START Given records
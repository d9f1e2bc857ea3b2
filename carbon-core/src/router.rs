use tokio::sync::mpsc::{unbounded_channel, UnboundedReceiver, UnboundedSender};

use crate::CorrelationId;

/// Channel-backed router used by shells to feed events to a running
/// dispatcher, and by capability tasks to hand back outcomes. Payloads
/// crossing the thread boundary must be `Send + 'static`.
pub struct Router<AppEvent, Outcome> {
    app_tx: UnboundedSender<AppEvent>,
    response_tx: UnboundedSender<(CorrelationId, Outcome)>,
}

impl<AppEvent, Outcome> Clone for Router<AppEvent, Outcome> {
    fn clone(&self) -> Self {
        Self {
            app_tx: self.app_tx.clone(),
            response_tx: self.response_tx.clone(),
        }
    }
}

impl<AppEvent, Outcome> Router<AppEvent, Outcome> {
    /// Create a new router around existing channels.
    pub fn new(
        app_tx: UnboundedSender<AppEvent>,
        response_tx: UnboundedSender<(CorrelationId, Outcome)>,
    ) -> Self {
        Self {
            app_tx,
            response_tx,
        }
    }

    /// Send an event to the dispatcher loop. Returns false once the loop is gone.
    pub fn send_event(&self, event: AppEvent) -> bool
    where
        AppEvent: Send + 'static,
    {
        self.app_tx.send(event).is_ok()
    }

    /// Deliver a capability outcome for `id`.
    pub fn send_response(&self, id: CorrelationId, outcome: Outcome) -> bool
    where
        Outcome: Send + 'static,
    {
        self.response_tx.send((id, outcome)).is_ok()
    }

    /// Clone the underlying response channel sender (primarily for spawning tasks).
    pub fn response_sender(&self) -> UnboundedSender<(CorrelationId, Outcome)> {
        self.response_tx.clone()
    }
}

/// Paired channel endpoints owned by the dispatcher loop.
pub struct RouterChannels<AppEvent, Outcome> {
    pub router: Router<AppEvent, Outcome>,
    pub app_rx: UnboundedReceiver<AppEvent>,
    pub response_rx: UnboundedReceiver<(CorrelationId, Outcome)>,
}

impl<AppEvent, Outcome> RouterChannels<AppEvent, Outcome> {
    /// Allocate an event/response channel pair and return the router plus receivers.
    pub fn new() -> Self {
        let (app_tx, app_rx) = unbounded_channel();
        let (response_tx, response_rx) = unbounded_channel();
        Self {
            router: Router::new(app_tx, response_tx),
            app_rx,
            response_rx,
        }
    }
}

impl<AppEvent, Outcome> Default for RouterChannels<AppEvent, Outcome> {
    fn default() -> Self {
        Self::new()
    }
}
END Given records
* **Task prompt**:
The records above are to be reproduced exactly, with nothing left out.

* **Reply to the task**:
repository d9f1e2bc857ea3b2
filename carbon-core/src/router.rs
use tokio::sync::mpsc::{unbounded_channel, UnboundedReceiver, UnboundedSender};

use crate::CorrelationId;

/// Channel-backed router used by shells to feed events to a running
/// dispatcher, and by capability tasks to hand back outcomes. Payloads
/// crossing the thread boundary must be `Send + 'static`.
pub struct Router<AppEvent, Outcome> {
    app_tx: UnboundedSender<AppEvent>,
    response_tx: UnboundedSender<(CorrelationId, Outcome)>,
}

impl<AppEvent, Outcome> Clone for Router<AppEvent, Outcome> {
    fn clone(&self) -> Self {
        Self {
            app_tx: self.app_tx.clone(),
            response_tx: self.response_tx.clone(),
        }
    }
}

impl<AppEvent, Outcome> Router<AppEvent, Outcome> {
    /// Create a new router around existing channels.
    pub fn new(
        app_tx: UnboundedSender<AppEvent>,
        response_tx: UnboundedSender<(CorrelationId, Outcome)>,
    ) -> Self {
        Self {
            app_tx,
            response_tx,
        }
    }

    /// Send an event to the dispatcher loop. Returns false once the loop is gone.
    pub fn send_event(&self, event: AppEvent) -> bool
    where
        AppEvent: Send + 'static,
    {
        self.app_tx.send(event).is_ok()
    }

    /// Deliver a capability outcome for `id`.
    pub fn send_response(&self, id: CorrelationId, outcome: Outcome) -> bool
    where
        Outcome: Send + 'static,
    {
        self.response_tx.send((id, outcome)).is_ok()
    }

    /// Clone the underlying response channel sender (primarily for spawning tasks).
    pub fn response_sender(&self) -> UnboundedSender<(CorrelationId, Outcome)> {
        self.response_tx.clone()
    }
}

/// Paired channel endpoints owned by the dispatcher loop.
pub struct RouterChannels<AppEvent, Outcome> {
    pub router: Router<AppEvent, Outcome>,
    pub app_rx: UnboundedReceiver<AppEvent>,
    pub response_rx: UnboundedReceiver<(CorrelationId, Outcome)>,
}

impl<AppEvent, Outcome> RouterChannels<AppEvent, Outcome> {
    /// Allocate an event/response channel pair and return the router plus receivers.
    pub fn new() -> Self {
        let (app_tx, app_rx) = unbounded_channel();
        let (response_tx, response_rx) = unbounded_channel();
        Self {
            router: Router::new(app_tx, response_tx),
            app_rx,
            response_rx,
        }
    }
}

impl<AppEvent, Outcome> Default for RouterChannels<AppEvent, Outcome> {
    fn default() -> Self {
        Self::new()
    }
}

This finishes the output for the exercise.